## [DATA TO PROCESS]
------------------------------------

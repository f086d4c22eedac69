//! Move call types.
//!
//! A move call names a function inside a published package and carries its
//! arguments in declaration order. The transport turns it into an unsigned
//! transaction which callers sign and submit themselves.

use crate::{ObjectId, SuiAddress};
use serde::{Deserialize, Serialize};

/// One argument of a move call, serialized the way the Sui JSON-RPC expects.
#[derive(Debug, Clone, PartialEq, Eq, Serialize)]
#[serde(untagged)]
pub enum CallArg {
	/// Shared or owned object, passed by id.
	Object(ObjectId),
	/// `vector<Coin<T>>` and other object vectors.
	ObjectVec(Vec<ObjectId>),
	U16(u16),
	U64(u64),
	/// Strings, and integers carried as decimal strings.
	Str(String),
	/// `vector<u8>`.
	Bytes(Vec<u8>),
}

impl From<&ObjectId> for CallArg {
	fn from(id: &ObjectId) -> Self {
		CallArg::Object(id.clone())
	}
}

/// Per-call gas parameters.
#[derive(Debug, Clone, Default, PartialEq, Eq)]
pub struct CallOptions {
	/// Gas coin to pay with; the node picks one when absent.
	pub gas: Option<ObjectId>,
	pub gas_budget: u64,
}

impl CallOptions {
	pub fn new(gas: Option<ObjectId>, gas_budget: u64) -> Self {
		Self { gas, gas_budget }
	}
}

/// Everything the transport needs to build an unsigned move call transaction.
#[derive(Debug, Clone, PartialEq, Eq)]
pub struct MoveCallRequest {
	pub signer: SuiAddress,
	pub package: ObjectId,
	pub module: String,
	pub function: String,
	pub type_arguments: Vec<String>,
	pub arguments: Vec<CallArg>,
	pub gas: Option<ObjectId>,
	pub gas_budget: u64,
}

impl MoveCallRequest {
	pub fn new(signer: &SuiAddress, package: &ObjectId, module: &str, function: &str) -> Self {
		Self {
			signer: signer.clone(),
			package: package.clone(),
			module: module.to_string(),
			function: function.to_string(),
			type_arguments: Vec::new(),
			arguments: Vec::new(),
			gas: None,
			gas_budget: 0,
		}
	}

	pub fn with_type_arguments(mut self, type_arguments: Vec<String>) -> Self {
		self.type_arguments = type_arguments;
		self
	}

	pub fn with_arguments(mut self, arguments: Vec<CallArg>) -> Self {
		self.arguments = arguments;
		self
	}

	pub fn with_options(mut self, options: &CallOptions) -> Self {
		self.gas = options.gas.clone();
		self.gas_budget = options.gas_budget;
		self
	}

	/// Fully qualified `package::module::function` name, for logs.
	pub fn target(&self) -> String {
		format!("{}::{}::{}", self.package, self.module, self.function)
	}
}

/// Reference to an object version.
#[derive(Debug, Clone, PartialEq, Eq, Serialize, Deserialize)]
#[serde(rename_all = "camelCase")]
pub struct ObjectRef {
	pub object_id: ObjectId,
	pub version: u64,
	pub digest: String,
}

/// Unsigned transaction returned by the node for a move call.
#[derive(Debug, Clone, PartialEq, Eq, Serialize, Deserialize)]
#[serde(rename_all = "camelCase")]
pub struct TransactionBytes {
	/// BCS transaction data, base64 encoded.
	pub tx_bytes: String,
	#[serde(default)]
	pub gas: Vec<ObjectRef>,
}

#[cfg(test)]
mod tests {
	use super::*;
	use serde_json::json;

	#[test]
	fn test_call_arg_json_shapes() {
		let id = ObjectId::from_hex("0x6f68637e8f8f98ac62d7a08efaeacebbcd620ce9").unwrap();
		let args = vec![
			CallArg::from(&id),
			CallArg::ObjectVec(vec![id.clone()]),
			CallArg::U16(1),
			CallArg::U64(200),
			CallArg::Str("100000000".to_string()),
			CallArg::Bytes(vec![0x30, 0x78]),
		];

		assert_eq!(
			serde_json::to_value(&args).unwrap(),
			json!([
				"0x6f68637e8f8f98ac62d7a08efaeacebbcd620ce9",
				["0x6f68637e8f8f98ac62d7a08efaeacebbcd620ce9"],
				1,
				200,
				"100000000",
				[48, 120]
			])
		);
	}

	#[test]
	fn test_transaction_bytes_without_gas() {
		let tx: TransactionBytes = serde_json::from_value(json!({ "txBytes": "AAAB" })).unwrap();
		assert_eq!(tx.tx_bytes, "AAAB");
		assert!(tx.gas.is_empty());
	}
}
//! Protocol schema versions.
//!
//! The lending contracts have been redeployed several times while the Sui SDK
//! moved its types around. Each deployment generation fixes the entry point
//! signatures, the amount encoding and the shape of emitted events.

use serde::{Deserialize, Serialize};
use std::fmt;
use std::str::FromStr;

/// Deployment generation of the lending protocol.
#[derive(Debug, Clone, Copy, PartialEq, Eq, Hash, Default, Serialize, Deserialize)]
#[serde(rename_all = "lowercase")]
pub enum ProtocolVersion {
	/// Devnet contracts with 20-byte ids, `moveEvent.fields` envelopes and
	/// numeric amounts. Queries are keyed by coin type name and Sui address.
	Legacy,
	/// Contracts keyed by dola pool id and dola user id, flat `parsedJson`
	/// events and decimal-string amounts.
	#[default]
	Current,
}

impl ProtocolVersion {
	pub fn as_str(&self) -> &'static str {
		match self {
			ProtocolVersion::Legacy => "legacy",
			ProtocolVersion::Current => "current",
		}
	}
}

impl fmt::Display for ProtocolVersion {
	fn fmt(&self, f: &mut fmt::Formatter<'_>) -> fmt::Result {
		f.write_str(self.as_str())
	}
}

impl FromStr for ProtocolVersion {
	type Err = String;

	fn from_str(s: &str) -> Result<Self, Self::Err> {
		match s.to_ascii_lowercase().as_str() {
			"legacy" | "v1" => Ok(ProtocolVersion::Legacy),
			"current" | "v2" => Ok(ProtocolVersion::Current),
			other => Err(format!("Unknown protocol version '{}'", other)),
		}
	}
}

------------------------------------

## [WORK TO COMPLETE]
In the listing above, please copy exactly the lines from the first through the one that contains "#[serde(untagged)]", and no others.

## [REPLY]
repository f086d4c22eedac69
//! Move call types.
//!
//! A move call names a function inside a published package and carries its
//! arguments in declaration order. The transport turns it into an unsigned
//! transaction which callers sign and submit themselves.

use crate::{ObjectId, SuiAddress};
use serde::{Deserialize, Serialize};

/// One argument of a move call, serialized the way the Sui JSON-RPC expects.
#[derive(Debug, Clone, PartialEq, Eq, Serialize)]
#[serde(untagged)]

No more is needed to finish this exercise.